2013-09-17 09:16:52 - Fast Market Research recommends "Romania Pharmaceuticals & Healthcare Report Q4 2013" from Business Monitor International, now available
We forecast continued growth in Romania's pharmaceutical market due to greater private contributions to the cost of healthcare and a return to slight economic growth in 2013. The partial removal of elements of the claw-back tax will undoubtedly provide the industry with a slight boost this year, as will pressure from creditors to repay debts and companies on time. However, the delaying of changes to the reimbursement list until January 2014 will moderate the growth of patented and prescription medicines in 2013. These issues continue to weigh down BMI's assessment of Romania's Pharmaceutical and Healthcare Risk/Reward ratings.

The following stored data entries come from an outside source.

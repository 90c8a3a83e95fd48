//! Balance and settlement engine for shared-expense groups.
//!
//! A group of members records expenses paid by individuals; the engine
//! derives each member's net position and a short list of peer-to-peer
//! transfers that zeroes out all debts. Everything here is synchronous,
//! in-memory computation: identity, persistence, receipts and payment links
//! are external collaborators that exchange plain snapshots with the engine.

use std::collections::HashMap;

pub use balance::{NetBalance, compute_balances};
pub use error::EngineError;
pub use group::{Group, GroupKind};
pub use members::Member;
pub use money::{CurrencySymbol, SETTLE_EPSILON, is_settled, round_cents};
pub use records::{RecordKind, SplitMode, TransactionRecord};
pub use settlement::{TransferInstruction, plan_settlements};
pub use statistics::{
    MemberSpending, MonthlyTotal, member_net_for_month, monthly_totals, spending_by_member,
    total_spent,
};

mod balance;
mod error;
mod group;
mod members;
mod money;
mod records;
mod settlement;
mod statistics;

type ResultEngine<T> = Result<T, EngineError>;

/// In-memory registry of groups, scoped by creator.
///
/// The external synchronization layer owns durability and refresh timing;
/// it pushes whole-group snapshots in via [`Engine::insert_group`]
/// (last-writer-wins) and reads derived results back out.
#[derive(Debug, Default)]
pub struct Engine {
    groups: HashMap<String, Group>,
}

impl Engine {
    #[must_use]
    pub fn new() -> Self {
        Self::default()
    }

    /// Creates a group owned by `created_by`, with the creator as its first
    /// member.
    pub fn create_group(
        &mut self,
        name: &str,
        creator_name: &str,
        created_by: &str,
        kind: GroupKind,
    ) -> ResultEngine<String> {
        let trimmed = name.trim();
        if trimmed.is_empty() {
            return Err(EngineError::InvalidName(
                "group name must not be empty".to_string(),
            ));
        }

        let mut group = Group::new(trimmed.to_string(), created_by, kind);
        group.add_member(creator_name, None, None)?;

        let group_id = group.id.clone();
        self.groups.insert(group_id.clone(), group);
        Ok(group_id)
    }

    /// Replaces (or inserts) a group snapshot pushed by the persistence
    /// collaborator. Last writer wins; conflict resolution happens upstream.
    pub fn insert_group(&mut self, group: Group) {
        self.groups.insert(group.id.clone(), group);
    }

    /// Removes a group. Only its creator may delete it.
    pub fn delete_group(&mut self, group_id: &str, user_id: &str) -> ResultEngine<Group> {
        match self.groups.get(group_id) {
            Some(group) if group.created_by == user_id => {}
            _ => return Err(EngineError::KeyNotFound(group_id.to_string())),
        }
        self.groups
            .remove(group_id)
            .ok_or_else(|| EngineError::KeyNotFound(group_id.to_string()))
    }

    /// Returns a group, hiding its existence from non-owners.
    pub fn group(&self, group_id: &str, user_id: &str) -> ResultEngine<&Group> {
        match self.groups.get(group_id) {
            Some(group) if group.created_by == user_id => Ok(group),
            _ => Err(EngineError::KeyNotFound(group_id.to_string())),
        }
    }

    pub fn group_mut(&mut self, group_id: &str, user_id: &str) -> ResultEngine<&mut Group> {
        match self.groups.get_mut(group_id) {
            Some(group) if group.created_by == user_id => Ok(group),
            _ => Err(EngineError::KeyNotFound(group_id.to_string())),
        }
    }

    /// All groups created by `user_id`, newest first.
    #[must_use]
    pub fn groups_for(&self, user_id: &str) -> Vec<&Group> {
        let mut groups: Vec<&Group> = self
            .groups
            .values()
            .filter(|g| g.created_by == user_id)
            .collect();
        groups.sort_by(|a, b| b.created_at.cmp(&a.created_at));
        groups
    }

    /// Flips the settled flag shown on group listings.
    pub fn set_settled(
        &mut self,
        group_id: &str,
        user_id: &str,
        is_settled: bool,
    ) -> ResultEngine<()> {
        self.group_mut(group_id, user_id)?.mark_settled(is_settled);
        Ok(())
    }
}
//! Attribute importance aggregation across trees.

/// A ranked attribute with name, importance score, and rank.
#[derive(Debug, Clone, PartialEq, serde::Serialize)]
pub struct RankedAttribute {
    /// Attribute name.
    pub name: String,
    /// Normalized importance score (sums to 1.0 across all attributes).
    pub importance: f64,
    /// 1-based rank (1 = most important).
    pub rank: usize,
}

/// Aggregate per-tree attribute importances into ranked attributes.
///
/// Sums importances by attribute name across all trees, normalizes to sum to
/// 1.0, sorts descending by importance (stable, so equal scores keep
/// first-seen order), and assigns 1-based ranks.
pub(crate) fn aggregate_importances(per_tree: &[Vec<(String, f64)>]) -> Vec<RankedAttribute> {
    let mut totals: Vec<(String, f64)> = Vec::new();
    for tree_importances in per_tree {
        for (name, value) in tree_importances {
            match totals.iter_mut().find(|(n, _)| n == name) {
                Some((_, total)) => *total += value,
                None => totals.push((name.clone(), *value)),
            }
        }
    }

    let sum: f64 = totals.iter().map(|(_, v)| v).sum();
    if sum > 0.0 {
        totals.iter_mut().for_each(|(_, v)| *v /= sum);
    }

    let mut attributes: Vec<RankedAttribute> = totals
        .into_iter()
        .map(|(name, importance)| RankedAttribute {
            name,
            importance,
            rank: 0, // will be set after sorting
        })
        .collect();

    attributes.sort_by(|a, b| b.importance.total_cmp(&a.importance));

    for (i, attr) in attributes.iter_mut().enumerate() {
        attr.rank = i + 1;
    }

    attributes
}
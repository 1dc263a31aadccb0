use std::path::PathBuf;

use anyhow::{Context, Result};
use clap::{Args, Parser, Subcommand, ValueEnum};
use serde::Serialize;
use tracing::info;

use sylva_io::ItemReader;
use sylva_tree::{
    DecisionPath, DecisionTree, DecisionTreeConfig, Item, Model, Predicate, PredicateSelection,
    PredicateSet, RandomForest, RandomForestConfig, RankedAttribute, Sampling, Value, VoteTally,
};

#[derive(Parser)]
#[command(name = "sylva")]
#[command(about = "Entropy-driven decision trees and forests over CSV data")]
#[command(version)]
struct Cli {
    #[command(subcommand)]
    command: Command,

    /// RNG seed for the randomised forest sampling strategies
    #[arg(long, default_value_t = 42, global = true)]
    seed: u64,

    /// Enable verbose (debug-level) logging
    #[arg(long, global = true)]
    verbose: bool,

    /// Suppress all output except errors
    #[arg(long, global = true)]
    quiet: bool,

    /// Number of threads for parallel computation (defaults to all cores)
    #[arg(long, global = true)]
    threads: Option<usize>,
}

/// Stopping rules and split search settings for each tree.
#[derive(Args, Debug, Clone)]
struct TreeArgs {
    /// Attribute holding the category to learn
    #[arg(long, default_value = sylva_tree::DEFAULT_CATEGORY_ATTR)]
    category: String,

    /// Nodes with this many items or fewer become leaves (0 = default)
    #[arg(long, default_value_t = 1)]
    min_items_count: usize,

    /// Nodes with entropy at or below this value become leaves
    #[arg(long, default_value_t = 0.01)]
    entropy_threshold: f64,

    /// Maximum number of split levels (0 = default)
    #[arg(long, default_value_t = 70)]
    max_depth: usize,

    /// Attribute to exclude from split search (repeatable)
    #[arg(long = "ignore")]
    ignored: Vec<String>,

    /// Predicates to try: "by-type", "all", or a comma list such as "==,>="
    #[arg(long, default_value = "by-type")]
    predicates: String,

    /// Collapse splits whose two leaves predict the same category
    #[arg(long, default_value_t = false)]
    merge_leaves: bool,
}

/// Forest sampling strategy names accepted on the command line.
#[derive(ValueEnum, Debug, Clone, Copy)]
enum SamplingArg {
    RoundRobin,
    Subsample,
    Bootstrap,
}

#[derive(Subcommand)]
enum Command {
    /// Train a decision tree (or a forest with --trees) and save it
    Train {
        /// Path to the training CSV file
        #[arg(long)]
        data: PathBuf,

        /// Output path for the trained model binary
        #[arg(long)]
        model: PathBuf,

        #[command(flatten)]
        tree: TreeArgs,

        /// Train a forest with this many trees instead of a single tree
        #[arg(long)]
        trees: Option<usize>,

        /// How the training set is divided among forest trees
        #[arg(long, value_enum, default_value = "round-robin")]
        sampling: SamplingArg,

        /// Per-item keep probability for subsample sampling
        #[arg(long, default_value_t = 0.7)]
        keep_probability: f64,

        /// Fraction of the training set drawn per tree for bootstrap sampling
        #[arg(long, default_value_t = 1.0)]
        bootstrap_fraction: f64,
    },

    /// Predict categories for every row of a CSV file
    Predict {
        /// Path to the trained model binary
        #[arg(long)]
        model: PathBuf,

        /// Path to the CSV file of items to classify
        #[arg(long)]
        data: PathBuf,

        /// Include the decision path (one per tree for forest models)
        #[arg(long, default_value_t = false)]
        explain: bool,
    },
}

// --- JSON stdout output structs ---

#[derive(Serialize)]
struct TrainOutput {
    kind: &'static str,
    n_items: usize,
    n_trees: usize,
    n_nodes: usize,
    n_leaves: usize,
    max_depth: usize,
    importances: Vec<RankedAttribute>,
}

#[derive(Serialize)]
struct PredictOutput {
    n_items: usize,
    model_n_trees: usize,
    predictions: Vec<PredictionOutput>,
}

#[derive(Serialize)]
struct PredictionOutput {
    row: usize,
    category: Option<String>,
    #[serde(skip_serializing_if = "Option::is_none")]
    votes: Option<Vec<VoteOutput>>,
    #[serde(skip_serializing_if = "Option::is_none")]
    path: Option<Vec<String>>,
    #[serde(skip_serializing_if = "Option::is_none")]
    tree_paths: Option<Vec<Vec<String>>>,
}

#[derive(Serialize)]
struct VoteOutput {
    category: String,
    votes: usize,
}

fn parse_predicates(s: &str) -> Result<PredicateSelection> {
    match s {
        "by-type" => Ok(PredicateSelection::ByValueType),
        "all" => Ok(PredicateSelection::Fixed(PredicateSet::all())),
        list => {
            let predicates = list
                .split(',')
                .map(|name| name.trim().parse::<Predicate>())
                .collect::<Result<Vec<_>, _>>()
                .with_context(|| format!("invalid predicate list: {list}"))?;
            Ok(PredicateSelection::Fixed(PredicateSet::from_predicates(
                predicates,
            )))
        }
    }
}

fn build_tree_config(args: &TreeArgs) -> Result<DecisionTreeConfig> {
    Ok(DecisionTreeConfig::new()
        .with_category_attr(args.category.clone())
        .with_min_items_count(args.min_items_count)
        .with_entropy_threshold(args.entropy_threshold)
        .with_max_tree_depth(args.max_depth)
        .with_ignored_attributes(args.ignored.iter().cloned())
        .with_predicates(parse_predicates(&args.predicates)?)
        .with_merge_uniform_leaves(args.merge_leaves))
}

fn build_sampling(arg: SamplingArg, keep_probability: f64, bootstrap_fraction: f64) -> Sampling {
    match arg {
        SamplingArg::RoundRobin => Sampling::RoundRobin,
        SamplingArg::Subsample => Sampling::Subsample { keep_probability },
        SamplingArg::Bootstrap => Sampling::Bootstrap {
            fraction: bootstrap_fraction,
        },
    }
}

fn render_path(path: &DecisionPath<'_>) -> Vec<String> {
    path.steps.iter().map(ToString::to_string).collect()
}

fn tree_prediction(
    tree: &DecisionTree,
    row: usize,
    item: &Item,
    explain: bool,
) -> PredictionOutput {
    PredictionOutput {
        row,
        category: Some(tree.predict(item).to_string()),
        votes: None,
        path: explain.then(|| render_path(&tree.decision_path(item))),
        tree_paths: None,
    }
}

fn forest_prediction(
    forest: &RandomForest,
    row: usize,
    item: &Item,
    tally: &VoteTally,
    explain: bool,
) -> PredictionOutput {
    PredictionOutput {
        row,
        category: tally.winner().map(Value::to_string),
        votes: Some(
            tally
                .iter()
                .map(|(category, votes)| VoteOutput {
                    category: category.to_string(),
                    votes,
                })
                .collect(),
        ),
        path: None,
        tree_paths: explain.then(|| {
            forest
                .decision_paths(item)
                .iter()
                .map(render_path)
                .collect()
        }),
    }
}

fn main() -> Result<()> {
    let cli = Cli::parse();

    let filter = match (cli.verbose, cli.quiet) {
        (true, _) => "debug",
        (_, true) => "error",
        _ => "info",
    };

    tracing_subscriber::fmt()
        .with_env_filter(filter)
        .with_writer(std::io::stderr)
        .init();

    // Configure Rayon thread pool
    if let Some(threads) = cli.threads {
        rayon::ThreadPoolBuilder::new()
            .num_threads(threads)
            .build_global()
            .context("failed to configure thread pool")?;
        info!(threads, "thread pool configured");
    }

    match cli.command {
        Command::Train {
            data,
            model,
            tree,
            trees,
            sampling,
            keep_probability,
            bootstrap_fraction,
        } => {
            // 1. Read training items
            let items = ItemReader::new(&data)
                .read()
                .context("failed to read training CSV")?;
            info!(n_items = items.len(), "training set loaded");

            let tree_config = build_tree_config(&tree)?;

            // 2. Train
            let (trained, output) = match trees {
                None => {
                    let fitted = tree_config.fit(&items).context("tree training failed")?;
                    let output = TrainOutput {
                        kind: "tree",
                        n_items: items.len(),
                        n_trees: 1,
                        n_nodes: fitted.n_nodes(),
                        n_leaves: fitted.n_leaves(),
                        max_depth: fitted.depth(),
                        importances: fitted.ranked_importances(),
                    };
                    (Model::Tree(fitted), output)
                }
                Some(trees_count) => {
                    let forest = RandomForestConfig::new(trees_count)?
                        .with_tree_config(tree_config)
                        .with_sampling(build_sampling(
                            sampling,
                            keep_probability,
                            bootstrap_fraction,
                        ))
                        .with_seed(cli.seed)
                        .fit(&items)
                        .context("forest training failed")?;
                    let output = forest_summary(&forest, items.len());
                    (Model::Forest(forest), output)
                }
            };

            // 3. Save model
            trained.save(&model).context("failed to save model")?;
            info!(path = %model.display(), "model saved");

            println!("{}", serde_json::to_string_pretty(&output)?);
        }

        Command::Predict {
            model,
            data,
            explain,
        } => {
            // 1. Load model
            let loaded = Model::load(&model).context("failed to load model")?;
            info!(
                n_trees = loaded.n_trees(),
                category_attr = loaded.category_attr(),
                "model loaded"
            );

            // 2. Read items
            let items = ItemReader::new(&data)
                .read()
                .context("failed to read items CSV")?;
            info!(n_items = items.len(), "items loaded");

            // 3. Predict
            let predictions: Vec<PredictionOutput> = match &loaded {
                Model::Tree(tree) => items
                    .iter()
                    .enumerate()
                    .map(|(row, item)| tree_prediction(tree, row, item, explain))
                    .collect(),
                Model::Forest(forest) => forest
                    .predict_batch(&items)
                    .iter()
                    .zip(&items)
                    .enumerate()
                    .map(|(row, (tally, item))| {
                        forest_prediction(forest, row, item, tally, explain)
                    })
                    .collect(),
            };

            let output = PredictOutput {
                n_items: items.len(),
                model_n_trees: loaded.n_trees(),
                predictions,
            };
            println!("{}", serde_json::to_string_pretty(&output)?);
        }
    }

    Ok(())
}

fn forest_summary(forest: &RandomForest, n_items: usize) -> TrainOutput {
    let trees = forest.trees();
    TrainOutput {
        kind: "forest",
        n_items,
        n_trees: trees.len(),
        n_nodes: trees.iter().map(DecisionTree::n_nodes).sum(),
        n_leaves: trees.iter().map(DecisionTree::n_leaves).sum(),
        max_depth: trees.iter().map(DecisionTree::depth).max().unwrap_or(0),
        importances: forest.attribute_importances(),
    }
}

Headline Expenditure Projections
* Pharmaceuticals: RON13.55bn (US$3.91bn) in 2012 to RON13.96bn (US$4.29bn) in 2013; +3.0% in local currency terms and +9.7% in US dollar
terms. US dollar forecast down from Q313.

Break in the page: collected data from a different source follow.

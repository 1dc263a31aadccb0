//! Entropy of a labelled collection.

use crate::item::{Item, Value};

/// Shannon entropy (natural log) of a class-count vector.
///
/// Returns `0.0` when `n_items` is zero, so an empty side of a split
/// contributes nothing instead of faulting.
#[must_use]
pub(crate) fn entropy_from_counts(counts: &[usize], n_items: usize) -> f64 {
    if n_items == 0 {
        return 0.0;
    }
    let n = n_items as f64;
    -counts
        .iter()
        .filter(|&&c| c > 0)
        .map(|&c| {
            let p = c as f64 / n;
            p * p.ln()
        })
        .sum::<f64>()
}

/// Compute the entropy of `items` over the values of `category_attr`.
///
/// Each distinct value with empirical probability `p` contributes `-p ln p`.
/// Items lacking the attribute are counted together as one extra value.
/// An empty collection has entropy `0.0`.
#[must_use]
pub fn entropy<'a>(items: impl IntoIterator<Item = &'a Item>, category_attr: &str) -> f64 {
    let mut seen: Vec<Option<&Value>> = Vec::new();
    let mut counts: Vec<usize> = Vec::new();
    let mut total = 0usize;
    for item in items {
        let category = item.get(category_attr);
        match seen.iter().position(|c| *c == category) {
            Some(i) => counts[i] += 1,
            None => {
                seen.push(category);
                counts.push(1);
            }
        }
        total += 1;
    }
    entropy_from_counts(&counts, total)
}

/// Index of the most frequent class among `labels[indices]`.
///
/// Ties go to the class that appears first in `indices` order.
pub(crate) fn majority_class(
    labels: &[usize],
    indices: &[usize],
    n_classes: usize,
) -> Option<usize> {
    let mut counts = vec![0usize; n_classes];
    let mut first_seen = Vec::new();
    for &i in indices {
        let class = labels[i];
        if counts[class] == 0 {
            first_seen.push(class);
        }
        counts[class] += 1;
    }
    let mut best: Option<(usize, usize)> = None;
    for class in first_seen {
        let count = counts[class];
        if best.is_none_or(|(_, best_count)| count > best_count) {
            best = Some((class, count));
        }
    }
    best.map(|(class, _)| class)
}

* Healthcare: RON33.99bn (US$9.80bn) in 2012 to RON36.35bn (US$11.17bn) in 2013; +6.9% in local currency terms and +13.9% in US dollar terms. Forecast unchanged from Q313.
Full Report Details at
- www.fastmr.com/prod/684743_romania_pharmaceuticals_healthcare_re ..

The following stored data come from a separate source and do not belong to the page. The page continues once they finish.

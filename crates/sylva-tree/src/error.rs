use std::path::PathBuf;

/// Errors from tree and forest operations.
#[derive(Debug, thiserror::Error)]
pub enum TreeError {
    /// Returned when training is attempted on zero items.
    #[error("training set has zero items")]
    EmptyTrainingSet,

    /// Returned when an item has no value for the category attribute.
    #[error("item {item_index} has no value for category attribute \"{category_attr}\"")]
    MissingCategory {
        /// The zero-based index of the offending item.
        item_index: usize,
        /// The configured category attribute.
        category_attr: String,
    },

    /// Returned when a numeric attribute value is NaN or infinite.
    #[error("non-finite value at item {item_index}, attribute \"{attribute}\"")]
    NonFiniteValue {
        /// The zero-based index of the offending item.
        item_index: usize,
        /// The attribute holding the non-finite value.
        attribute: String,
    },

    /// Returned when a fixed predicate set contains no predicates.
    #[error("predicate set is empty, at least one predicate is required")]
    EmptyPredicateSet,

    /// Returned when a predicate name cannot be parsed.
    #[error("unknown predicate \"{name}\" (expected equals, greater-or-equal or less-or-equal)")]
    UnknownPredicate {
        /// The unrecognised name.
        name: String,
    },

    /// Returned when trees_count is zero.
    #[error("trees_count must be at least 1, got {trees_count}")]
    InvalidTreeCount {
        /// The invalid trees_count value provided.
        trees_count: usize,
    },

    /// Returned when a subsampling keep probability is not in (0.0, 1.0].
    #[error("keep_probability must be in (0.0, 1.0], got {probability}")]
    InvalidKeepProbability {
        /// The invalid probability provided.
        probability: f64,
    },

    /// Returned when a bootstrap fraction is not in (0.0, 1.0].
    #[error("bootstrap fraction must be in (0.0, 1.0], got {fraction}")]
    InvalidBootstrapFraction {
        /// The invalid fraction provided.
        fraction: f64,
    },

    /// Returned when model serialization fails.
    #[error("failed to serialize model")]
    SerializeModel {
        /// The underlying bincode error.
        source: Box<bincode::ErrorKind>,
    },

    /// Returned when model deserialization fails.
    #[error("failed to deserialize model from {path}")]
    DeserializeModel {
        /// Path to the model file that could not be deserialized.
        path: PathBuf,
        /// The underlying bincode error.
        source: Box<bincode::ErrorKind>,
    },

    /// Returned when writing the model file fails.
    #[error("failed to write model to {path}")]
    WriteModel {
        /// Path to the file that could not be written.
        path: PathBuf,
        /// The underlying I/O error.
        source: std::io::Error,
    },

    /// Returned when reading the model file fails.
    #[error("failed to read model from {path}")]
    ReadModel {
        /// Path to the file that could not be read.
        path: PathBuf,
        /// The underlying I/O error.
        source: std::io::Error,
    },

    /// Returned when a decoded model's node layout is not a valid tree.
    #[error("corrupt model in {path}: {reason}")]
    CorruptModel {
        /// Path to the model file.
        path: PathBuf,
        /// What the layout check found.
        reason: String,
    },

    /// Returned when loading a model with an incompatible format version.
    #[error("incompatible model version in {path}: expected {expected}, found {found}")]
    IncompatibleModelVersion {
        /// The model format version this build expects.
        expected: u32,
        /// The model format version found in the file.
        found: u32,
        /// Path to the model file with the incompatible version.
        path: PathBuf,
    },
}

Romania has a RRR score of 56 out of 100, making it the seventh-most attractive pharmaceutical market in the Central and Eastern Europe region. Although over the long terms Romania has a promising growth story, punitive taxes, pricing controls and a lack of funding by the state for reimbursing patients will moderate the market's attractiveness to drugmakers.
Key Trends And Developments
* Having secured IMF funding, as part of its credit deal, Romania will have to pay off its debts to drugmakers and suppliers to its healthcare system. The IMF is also pushing for Romania to increase its tax base, reform its healthcare system and increase its healthcare expenditure to meet its demographic changes.
* In February 2013 the Romanian Constitutional Court ruled that part of the claw-back tax was unconstitutional. The calculation method for determining the amount the industry had to pay the Romanian government used the post-VAT price of medicines, thereby inflating the amount due back to the government. The court ruled that drugmakers had been unfairly double-taxed by the provision.
* An estimated EUR85mn (US$110mn) was expected to be collected by the Romanian health ministry through the claw-back tax in 2012, supplementing the EUR33mn (US$43mn) allocated to the ministry by the government. The tax revenue, planned to be transferred to the single health insurance fund, was to be spent on hospitals, with priority given to regional network and emergency hospitals. Newly launched drugs and medical supplies supervision programmes in Romania were also reportedly to be allocated EUR880,000 (US$1.14mn).
BMI Economic View
Romania's improving net exports drove an-above consensus 2.2% year-on-year real GDP expansion in Q113, confirming our view that the country's economic recovery would accelerate in H113, and we hold to our forecast for real GDP growth of 1.7% in 2013. Net exports will continue to drive growth, although improving private consumption and the slowing pace of fiscal consolidation will begin playing an increasingly significant role in the country's economic recovery from H213.
BMI Political View
With Romania's recent exit from the EU Commission's excessive deficit procedure providing a modest boost to Prime Minister Victor Ponta's administration, we believe political risk should be reasonably contained over the next few quarters. The recent thawing of relations between Ponta and President Traian Basescu should prevent a repeat of the political unrest that unfolded in 2012, where the attempted impeachment of Basecu led to a firm rebuke from the for the country from the EU. That said, we believe some important political challenges remain for the centre-left government, with stubbornly low wages and the slightly sluggish pace of recovery likely to drive up anti-austerity sentiment amongst the electorate, especially given the country's relatively low public debt.